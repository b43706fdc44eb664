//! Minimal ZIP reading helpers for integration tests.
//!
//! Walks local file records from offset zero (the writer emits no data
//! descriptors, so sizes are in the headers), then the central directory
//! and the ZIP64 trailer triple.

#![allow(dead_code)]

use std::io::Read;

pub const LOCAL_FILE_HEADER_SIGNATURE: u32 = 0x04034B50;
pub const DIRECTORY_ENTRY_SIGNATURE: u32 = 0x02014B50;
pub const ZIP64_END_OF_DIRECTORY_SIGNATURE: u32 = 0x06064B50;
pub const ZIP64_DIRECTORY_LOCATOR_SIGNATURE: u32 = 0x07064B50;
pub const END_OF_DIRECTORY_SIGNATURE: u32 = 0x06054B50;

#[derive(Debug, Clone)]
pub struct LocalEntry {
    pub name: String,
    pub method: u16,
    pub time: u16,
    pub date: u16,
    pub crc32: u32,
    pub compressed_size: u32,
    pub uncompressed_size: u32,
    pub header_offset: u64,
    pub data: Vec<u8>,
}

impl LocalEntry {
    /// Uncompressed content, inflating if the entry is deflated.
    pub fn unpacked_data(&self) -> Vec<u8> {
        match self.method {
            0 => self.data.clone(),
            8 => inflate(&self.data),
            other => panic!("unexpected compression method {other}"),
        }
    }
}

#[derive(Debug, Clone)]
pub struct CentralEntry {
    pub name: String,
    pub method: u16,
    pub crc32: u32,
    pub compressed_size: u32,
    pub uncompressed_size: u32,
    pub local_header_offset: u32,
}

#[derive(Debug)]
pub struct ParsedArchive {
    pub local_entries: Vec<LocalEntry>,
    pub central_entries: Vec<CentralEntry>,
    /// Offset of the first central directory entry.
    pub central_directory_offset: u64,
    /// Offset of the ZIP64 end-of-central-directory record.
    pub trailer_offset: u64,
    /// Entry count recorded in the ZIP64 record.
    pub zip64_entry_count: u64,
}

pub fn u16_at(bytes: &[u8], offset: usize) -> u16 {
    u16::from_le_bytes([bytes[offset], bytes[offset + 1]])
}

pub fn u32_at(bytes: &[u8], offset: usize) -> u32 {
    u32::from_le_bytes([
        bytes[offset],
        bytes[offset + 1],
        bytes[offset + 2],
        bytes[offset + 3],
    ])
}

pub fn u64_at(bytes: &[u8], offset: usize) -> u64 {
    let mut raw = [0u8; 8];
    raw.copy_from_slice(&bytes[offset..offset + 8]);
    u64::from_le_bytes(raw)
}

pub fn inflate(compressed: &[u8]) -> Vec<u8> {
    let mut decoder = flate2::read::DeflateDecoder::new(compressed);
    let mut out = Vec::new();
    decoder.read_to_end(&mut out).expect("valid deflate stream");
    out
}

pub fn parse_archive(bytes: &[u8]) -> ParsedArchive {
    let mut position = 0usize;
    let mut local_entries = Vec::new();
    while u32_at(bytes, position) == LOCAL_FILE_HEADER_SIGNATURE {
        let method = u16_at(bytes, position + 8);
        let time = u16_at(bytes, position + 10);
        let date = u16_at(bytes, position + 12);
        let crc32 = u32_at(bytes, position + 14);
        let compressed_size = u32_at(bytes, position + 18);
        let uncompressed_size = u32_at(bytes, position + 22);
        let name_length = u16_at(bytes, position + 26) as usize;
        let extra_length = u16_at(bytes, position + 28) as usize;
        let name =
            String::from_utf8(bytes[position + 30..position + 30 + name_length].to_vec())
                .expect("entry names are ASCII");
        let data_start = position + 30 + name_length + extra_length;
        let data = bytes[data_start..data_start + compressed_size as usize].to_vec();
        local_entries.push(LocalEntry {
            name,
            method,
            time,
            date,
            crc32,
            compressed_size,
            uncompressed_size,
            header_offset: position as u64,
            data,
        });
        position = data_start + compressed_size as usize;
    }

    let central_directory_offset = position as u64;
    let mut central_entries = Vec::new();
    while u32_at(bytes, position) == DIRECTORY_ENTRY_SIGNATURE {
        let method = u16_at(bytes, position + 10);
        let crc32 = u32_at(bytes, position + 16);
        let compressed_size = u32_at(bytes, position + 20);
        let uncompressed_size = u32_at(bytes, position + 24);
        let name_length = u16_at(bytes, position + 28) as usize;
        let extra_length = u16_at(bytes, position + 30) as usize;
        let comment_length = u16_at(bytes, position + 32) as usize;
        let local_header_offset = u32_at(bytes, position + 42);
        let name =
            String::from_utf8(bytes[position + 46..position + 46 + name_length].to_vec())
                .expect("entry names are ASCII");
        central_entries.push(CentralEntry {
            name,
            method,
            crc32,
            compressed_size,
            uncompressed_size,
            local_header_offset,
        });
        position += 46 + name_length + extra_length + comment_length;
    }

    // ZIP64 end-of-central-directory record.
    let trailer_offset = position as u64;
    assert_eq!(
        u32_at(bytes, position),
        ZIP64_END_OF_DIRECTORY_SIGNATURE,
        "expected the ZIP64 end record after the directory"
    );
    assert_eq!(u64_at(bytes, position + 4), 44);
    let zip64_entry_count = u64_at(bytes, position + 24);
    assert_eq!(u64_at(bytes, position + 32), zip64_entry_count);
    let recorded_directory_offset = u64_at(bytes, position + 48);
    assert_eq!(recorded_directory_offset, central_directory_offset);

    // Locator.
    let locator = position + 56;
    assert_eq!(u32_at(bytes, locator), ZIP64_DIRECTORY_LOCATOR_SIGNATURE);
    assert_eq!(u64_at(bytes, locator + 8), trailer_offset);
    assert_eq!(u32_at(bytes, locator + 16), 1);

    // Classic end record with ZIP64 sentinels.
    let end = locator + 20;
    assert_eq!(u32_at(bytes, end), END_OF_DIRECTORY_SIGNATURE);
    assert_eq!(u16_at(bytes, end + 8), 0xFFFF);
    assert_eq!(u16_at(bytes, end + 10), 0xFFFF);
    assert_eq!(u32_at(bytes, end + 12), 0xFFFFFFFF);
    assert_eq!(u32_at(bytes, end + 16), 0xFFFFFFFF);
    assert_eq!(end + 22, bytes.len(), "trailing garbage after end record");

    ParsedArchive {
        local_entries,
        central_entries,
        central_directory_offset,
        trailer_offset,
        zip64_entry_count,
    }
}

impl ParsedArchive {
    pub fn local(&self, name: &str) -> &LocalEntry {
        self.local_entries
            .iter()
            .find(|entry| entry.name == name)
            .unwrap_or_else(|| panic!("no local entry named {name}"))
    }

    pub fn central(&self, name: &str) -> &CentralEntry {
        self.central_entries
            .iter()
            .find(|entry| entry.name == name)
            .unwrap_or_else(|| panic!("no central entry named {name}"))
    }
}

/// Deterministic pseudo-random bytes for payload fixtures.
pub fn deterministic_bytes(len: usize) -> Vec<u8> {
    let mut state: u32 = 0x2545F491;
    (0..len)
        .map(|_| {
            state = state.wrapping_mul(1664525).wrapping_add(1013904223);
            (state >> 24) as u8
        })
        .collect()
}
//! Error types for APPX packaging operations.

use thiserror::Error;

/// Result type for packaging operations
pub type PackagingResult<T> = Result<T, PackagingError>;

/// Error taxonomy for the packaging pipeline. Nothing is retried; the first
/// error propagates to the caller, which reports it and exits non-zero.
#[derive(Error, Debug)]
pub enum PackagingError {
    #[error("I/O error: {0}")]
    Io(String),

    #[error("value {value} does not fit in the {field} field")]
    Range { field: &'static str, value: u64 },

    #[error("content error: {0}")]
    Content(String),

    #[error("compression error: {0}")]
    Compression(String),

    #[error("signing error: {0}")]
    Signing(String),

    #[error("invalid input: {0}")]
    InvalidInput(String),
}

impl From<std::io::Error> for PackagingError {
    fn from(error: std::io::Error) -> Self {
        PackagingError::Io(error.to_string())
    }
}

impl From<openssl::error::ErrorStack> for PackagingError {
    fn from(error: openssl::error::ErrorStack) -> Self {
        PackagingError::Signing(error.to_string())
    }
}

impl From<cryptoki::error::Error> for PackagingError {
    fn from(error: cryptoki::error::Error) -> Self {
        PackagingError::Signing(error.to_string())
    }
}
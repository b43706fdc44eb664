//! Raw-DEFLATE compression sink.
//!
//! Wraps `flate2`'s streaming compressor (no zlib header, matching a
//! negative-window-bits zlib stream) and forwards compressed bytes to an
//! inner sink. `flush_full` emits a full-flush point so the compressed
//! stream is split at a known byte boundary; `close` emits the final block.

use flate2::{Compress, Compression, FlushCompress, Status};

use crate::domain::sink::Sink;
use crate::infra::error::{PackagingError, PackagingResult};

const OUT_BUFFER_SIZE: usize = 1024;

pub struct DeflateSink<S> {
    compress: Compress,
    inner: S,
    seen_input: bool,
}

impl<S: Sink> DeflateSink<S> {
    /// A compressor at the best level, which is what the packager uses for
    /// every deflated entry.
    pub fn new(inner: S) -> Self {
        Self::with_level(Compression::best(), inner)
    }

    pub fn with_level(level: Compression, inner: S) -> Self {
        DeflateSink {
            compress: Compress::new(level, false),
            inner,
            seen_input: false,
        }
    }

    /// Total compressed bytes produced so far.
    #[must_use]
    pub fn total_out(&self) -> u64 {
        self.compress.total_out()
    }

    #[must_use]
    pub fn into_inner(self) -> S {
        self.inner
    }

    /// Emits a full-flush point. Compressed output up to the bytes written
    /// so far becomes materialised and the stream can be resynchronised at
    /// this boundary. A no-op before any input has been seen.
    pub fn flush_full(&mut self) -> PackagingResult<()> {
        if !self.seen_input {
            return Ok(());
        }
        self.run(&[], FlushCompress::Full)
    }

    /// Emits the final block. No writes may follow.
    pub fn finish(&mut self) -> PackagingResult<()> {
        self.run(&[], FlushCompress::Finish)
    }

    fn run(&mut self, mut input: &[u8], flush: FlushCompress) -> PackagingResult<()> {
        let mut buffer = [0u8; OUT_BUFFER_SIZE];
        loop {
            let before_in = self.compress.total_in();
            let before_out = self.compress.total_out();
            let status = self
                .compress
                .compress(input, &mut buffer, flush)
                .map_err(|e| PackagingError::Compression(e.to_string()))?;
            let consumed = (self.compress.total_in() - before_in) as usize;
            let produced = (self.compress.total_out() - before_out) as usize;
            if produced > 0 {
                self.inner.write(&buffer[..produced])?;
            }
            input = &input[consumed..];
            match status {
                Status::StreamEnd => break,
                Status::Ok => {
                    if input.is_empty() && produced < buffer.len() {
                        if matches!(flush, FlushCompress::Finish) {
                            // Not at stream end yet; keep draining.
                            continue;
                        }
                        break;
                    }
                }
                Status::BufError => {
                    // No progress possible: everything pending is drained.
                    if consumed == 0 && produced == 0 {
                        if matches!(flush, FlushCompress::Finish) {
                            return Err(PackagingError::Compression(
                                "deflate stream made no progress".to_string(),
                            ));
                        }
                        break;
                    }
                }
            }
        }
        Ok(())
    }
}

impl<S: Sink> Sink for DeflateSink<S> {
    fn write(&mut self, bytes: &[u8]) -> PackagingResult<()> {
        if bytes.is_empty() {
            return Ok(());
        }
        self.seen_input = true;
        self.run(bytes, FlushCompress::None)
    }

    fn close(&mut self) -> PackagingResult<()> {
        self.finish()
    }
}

TRY IT
One stretch of the lines above is wanted, from the line that contains "let mut raw = [0u8; 8];" through the line that contains "let mut position = 0usize;". Output it exactly.

TASK RESPONSE
    let mut raw = [0u8; 8];
    raw.copy_from_slice(&bytes[offset..offset + 8]);
    u64::from_le_bytes(raw)
}

pub fn inflate(compressed: &[u8]) -> Vec<u8> {
    let mut decoder = flate2::read::DeflateDecoder::new(compressed);
    let mut out = Vec::new();
    decoder.read_to_end(&mut out).expect("valid deflate stream");
    out
}

pub fn parse_archive(bytes: &[u8]) -> ParsedArchive {
    let mut position = 0usize;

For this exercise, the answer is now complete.